New American whiskeys strive for maximum versatilityApril 24th, 2012
Some bourbons (and rye whiskeys) are good enough to drink neat or with a splash of water. Others, usually because of their youth and lower cost, are more suitable for cocktails or on the rocks. Most people put American whiskey into one of these two categories.
Very few whiskeys, for my palate anyway, manage to accomplish both. Arguably, some that might pass the test are Evan Williams Black Label, Sazerac Rye (Baby Sazerac, as it is affectionately know), and Old Forester Signature (100 proof). These are versatile, affordable whiskeys which you can keep in your drinks cabinet and use for many drinks applications.

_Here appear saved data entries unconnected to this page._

//! Issuance and verification of compact signed tokens (HMAC-SHA-256 JWT by default).
//!
//! Audience is deliberately **not** checked by this layer: `aud` may be a string or an
//! array and must be compared with trailing-slash tolerance, which the protected-resource
//! middleware does itself after decoding (see `pr_middleware`). Signature-only validity is
//! never sufficient for authorization — callers must additionally confirm Store
//! membership (I1).

use crate::error::AuthError;
use crate::types::TokenClaims;
use jsonwebtoken::{decode, encode, Algorithm, DecodingKey, EncodingKey, Header, Validation};

pub struct TokenCodec {
    encoding_key: EncodingKey,
    decoding_key: DecodingKey,
    algorithm: Algorithm,
}

impl TokenCodec {
    pub fn new(secret: &str, algorithm: Algorithm) -> Self {
        Self {
            encoding_key: EncodingKey::from_secret(secret.as_bytes()),
            decoding_key: DecodingKey::from_secret(secret.as_bytes()),
            algorithm,
        }
    }

    pub fn issue(&self, claims: &TokenClaims) -> Result<String, AuthError> {
        let header = Header::new(self.algorithm);
        Ok(encode(&header, claims, &self.encoding_key)?)
    }

    /// Checks signature and `exp` only. `aud` is the caller's responsibility.
    pub fn verify(&self, token: &str) -> Result<TokenClaims, AuthError> {
        let mut validation = Validation::new(self.algorithm);
        validation.validate_aud = false;
        let data = decode::<TokenClaims>(token, &self.decoding_key, &validation)?;
        Ok(data.claims)
    }
}

#[cfg(test)]
mod tests {
    use super::*;
    use crate::types::Audience;
    use fingate_core::clock::now_unix;
    use fingate_core::ids::generate_uuid;

    fn sample_claims() -> TokenClaims {
        TokenClaims {
            iss: "https://gateway.example".into(),
            sub: "alice@example.com".into(),
            aud: Audience::Single("https://gateway.example/v2/mcp".into()),
            client_id: "client-1".into(),
            scope: "full-access".into(),
            iat: now_unix(),
            exp: now_unix() + 3600,
            jti: generate_uuid(),
        }
    }

    #[test]
    fn issue_then_verify_round_trips_claims() {
        let codec = TokenCodec::new("test-secret", Algorithm::HS256);
        let claims = sample_claims();
        let token = codec.issue(&claims).unwrap();
        let decoded = codec.verify(&token).unwrap();
        assert_eq!(decoded.sub, claims.sub);
        assert_eq!(decoded.client_id, claims.client_id);
    }

    #[test]
    fn verify_rejects_token_signed_with_a_different_secret() {
        let codec_a = TokenCodec::new("secret-a", Algorithm::HS256);
        let codec_b = TokenCodec::new("secret-b", Algorithm::HS256);
        let token = codec_a.issue(&sample_claims()).unwrap();
        assert!(codec_b.verify(&token).is_err());
    }

    #[test]
    fn verify_rejects_expired_token() {
        let codec = TokenCodec::new("test-secret", Algorithm::HS256);
        let mut claims = sample_claims();
        claims.iat = now_unix() - 7200;
        claims.exp = now_unix() - 3600;
        let token = codec.issue(&claims).unwrap();
        assert!(codec.verify(&token).is_err());
    }
}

However, I’ve noticed a lot of new whiskeys that seem to be produced and marketed for this exact kind of versatility. Part of it might be driven by the popularity of cocktails. It might also be that older, more mature American whiskeys are becoming scarcer.

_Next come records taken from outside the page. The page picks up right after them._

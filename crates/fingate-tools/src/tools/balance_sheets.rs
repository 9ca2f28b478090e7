//! Grounded on `app/tools/get_balance_sheets.py`.

use crate::error::ToolError;
use crate::registry::{optional_str, optional_u64, required_str, Tool};
use crate::upstream::UpstreamClient;
use async_trait::async_trait;

pub struct GetBalanceSheets;

#[async_trait]
impl Tool for GetBalanceSheets {
    fn name(&self) -> &'static str {
        "get_balance_sheets"
    }

    fn description(&self) -> &'static str {
        "Recent balance-sheet statements for a ticker, annual or quarterly."
    }

    async fn call(
        &self,
        client: &dyn UpstreamClient,
        arguments: &serde_json::Value,
        credential: Option<&str>,
    ) -> Result<serde_json::Value, ToolError> {
        let ticker = required_str(arguments, "ticker")?;
        let period = optional_str(arguments, "period").unwrap_or("annual");
        let limit = optional_u64(arguments, "limit", 4) as usize;

        let path = format!("/fundamentals/{ticker}?fmt=json");
        let data = client.get_json(&path, credential).await;
        Ok(extract_statements(&data, period, limit))
    }
}

fn extract_statements(data: &serde_json::Value, period: &str, limit: usize) -> serde_json::Value {
    let statements = data
        .get("Financials")
        .and_then(|v| v.get("Balance_Sheet"))
        .and_then(|v| v.get(period))
        .and_then(|v| v.as_object());

    match statements {
        Some(map) => serde_json::Value::Array(map.values().take(limit).cloned().collect()),
        None => serde_json::json!({ "error": "Unable to fetch or parse balance sheets." }),
    }
}

#[cfg(test)]
mod tests {
    use super::*;

    #[test]
    fn extracts_and_limits_the_requested_period() {
        let data = serde_json::json!({
            "Financials": {
                "Balance_Sheet": {
                    "annual": {
                        "2023-12-31": {"totalAssets": 1},
                        "2022-12-31": {"totalAssets": 2},
                    }
                }
            }
        });
        let result = extract_statements(&data, "annual", 1);
        assert_eq!(result.as_array().unwrap().len(), 1);
    }

    #[test]
    fn missing_financials_reports_an_error_value() {
        let result = extract_statements(&serde_json::json!({}), "annual", 4);
        assert!(result.get("error").is_some());
    }
}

I will also point out that most of these new releases don’t have age statements, allowing the producers more flexibility with their stocks, and some people aren’t very happy about it. (I, too, was a little bummed when Knob Creek Rye was released without an age statement, instead of being released at 9 years old similar to the Knob Creek bourbons.

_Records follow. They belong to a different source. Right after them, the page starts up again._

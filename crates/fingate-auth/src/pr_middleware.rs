//! Protected-Resource middleware: validates bearer tokens on the OAuth mount and
//! resolves the authenticated request's upstream credential.

use crate::request_context::RequestCredential;
use crate::state::AuthState;
use crate::store::{Collection, Store, StoreExt};
use crate::types::{AccessToken, User};
use axum::extract::{Request, State};
use axum::http::{HeaderMap, HeaderValue, StatusCode};
use axum::middleware::Next;
use axum::response::{IntoResponse, Response};
use fingate_core::clock::is_expired;
use fingate_core::ids::sha256_hex;
use std::sync::Arc;

#[derive(Clone)]
pub struct PrMiddlewareState {
    pub auth: AuthState,
    /// Absolute path of the mount root this middleware protects, e.g. `/v2/mcp`.
    pub mount_root_path: String,
    pub excluded_paths: Arc<Vec<String>>,
}

pub async fn protected_resource_middleware(
    State(state): State<PrMiddlewareState>,
    mut request: Request,
    next: Next,
) -> Response {
    if request.method() == axum::http::Method::OPTIONS {
        return next.run(request).await;
    }
    if state.excluded_paths.iter().any(|p| p == request.uri().path()) {
        return next.run(request).await;
    }

    let headers = request.headers().clone();
    let base_url = crate::state::canonical_base_url(
        &state.auth.config,
        &headers,
        request.uri().scheme_str().unwrap_or("https"),
        request
            .uri()
            .host()
            .or_else(|| headers.get("host").and_then(|v| v.to_str().ok()))
            .unwrap_or("localhost"),
    );
    let expected_audience = format!("{}{}", base_url.trim_end_matches('/'), state.mount_root_path);

    let token = match extract_bearer(&headers) {
        Some(t) if !t.is_empty() => t,
        _ => {
            return challenge_response(
                &state,
                &base_url,
                StatusCode::UNAUTHORIZED,
                "invalid_token",
                "Missing bearer token",
            );
        }
    };

    let claims = match state.auth.codec.verify(&token) {
        Ok(claims) => claims,
        Err(_) => {
            return challenge_response(
                &state,
                &base_url,
                StatusCode::UNAUTHORIZED,
                "invalid_token",
                "Token signature invalid or expired",
            );
        }
    };

    if !claims.aud.matches(&expected_audience) {
        return challenge_response(
            &state,
            &base_url,
            StatusCode::UNAUTHORIZED,
            "invalid_token",
            "Token audience does not match this resource",
        );
    }

    if claims.sub.is_empty() {
        return challenge_response(
            &state,
            &base_url,
            StatusCode::UNAUTHORIZED,
            "invalid_token",
            "Token subject is missing",
        );
    }

    let key = sha256_hex(&token);
    let stored: Option<AccessToken> = match state.auth.store.get(Collection::AccessTokens, &key).await {
        Ok(value) => value,
        Err(_) => {
            return challenge_response(
                &state,
                &base_url,
                StatusCode::UNAUTHORIZED,
                "invalid_token",
                "Token lookup failed",
            );
        }
    };
    let stored = match stored {
        Some(t) if !is_expired(t.expires_at) => t,
        _ => {
            return challenge_response(
                &state,
                &base_url,
                StatusCode::UNAUTHORIZED,
                "invalid_token",
                "Token is not known to this server",
            );
        }
    };

    let user: Option<User> = state
        .auth
        .store
        .get(Collection::Users, &stored.user_id)
        .await
        .unwrap_or(None);
    let Some(user) = user else {
        return challenge_response(
            &state,
            &base_url,
            StatusCode::UNAUTHORIZED,
            "invalid_token",
            "Token subject no longer has a user record",
        );
    };

    tracing::debug!(subject = %stored.user_id, "bearer token validated on protected mount");
    request
        .extensions_mut()
        .insert(RequestCredential(user.upstream_credential));
    next.run(request).await
}

fn extract_bearer(headers: &HeaderMap) -> Option<String> {
    let value = headers.get(axum::http::header::AUTHORIZATION)?.to_str().ok()?;
    value.strip_prefix("Bearer ").map(str::to_string)
}

fn challenge_response(
    state: &PrMiddlewareState,
    base_url: &str,
    status: StatusCode,
    error: &str,
    description: &str,
) -> Response {
    let resource_metadata = format!(
        "{}/.well-known/oauth-protected-resource{}",
        base_url.trim_end_matches('/'),
        state.mount_root_path
    );
    let challenge = format!(
        "Bearer realm=\"fingate\", resource_metadata=\"{resource_metadata}\", scope=\"{}\", error=\"{error}\", error_description=\"{description}\"",
        state.auth.config.default_scope
    );

    let body = serde_json::json!({ "error": error, "message": description });
    let mut response = (status, axum::Json(body)).into_response();
    let headers = response.headers_mut();
    headers.insert(
        axum::http::header::WWW_AUTHENTICATE,
        HeaderValue::from_str(&challenge).unwrap_or_else(|_| HeaderValue::from_static("Bearer")),
    );
    headers.insert(
        axum::http::header::CACHE_CONTROL,
        HeaderValue::from_static("no-store"),
    );
    headers.insert("pragma", HeaderValue::from_static("no-cache"));
    response
}

#[cfg(test)]
mod tests {
    use super::*;

    #[test]
    fn extract_bearer_strips_prefix() {
        let mut headers = HeaderMap::new();
        headers.insert(
            axum::http::header::AUTHORIZATION,
            HeaderValue::from_static("Bearer abc123"),
        );
        assert_eq!(extract_bearer(&headers).as_deref(), Some("abc123"));
    }

    #[test]
    fn extract_bearer_ignores_other_schemes() {
        let mut headers = HeaderMap::new();
        headers.insert(
            axum::http::header::AUTHORIZATION,
            HeaderValue::from_static("Basic abc123"),
        );
        assert_eq!(extract_bearer(&headers), None);
    }
}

Recent examples include Wild Turkey Bourbon 81 Proof, Wild Turkey Rye 81 Proof, Knob Creek Rye, and even the private label Breaking & Entering bourbon (which is quite nice, btw). All of them seem, to varying degrees, come across as mature just enough to enjoy neat or with a little water, but youthful and vibrant enough to work well in cocktails without breaking the bank in the process.
And, of course, the more versatile a whiskey is, the more bottles of it will be sold, which won’t exactly hurt the company’s bottom line either.
Have you noticed any whiskeys released recently that fall in this category? Your thoughts on this trend?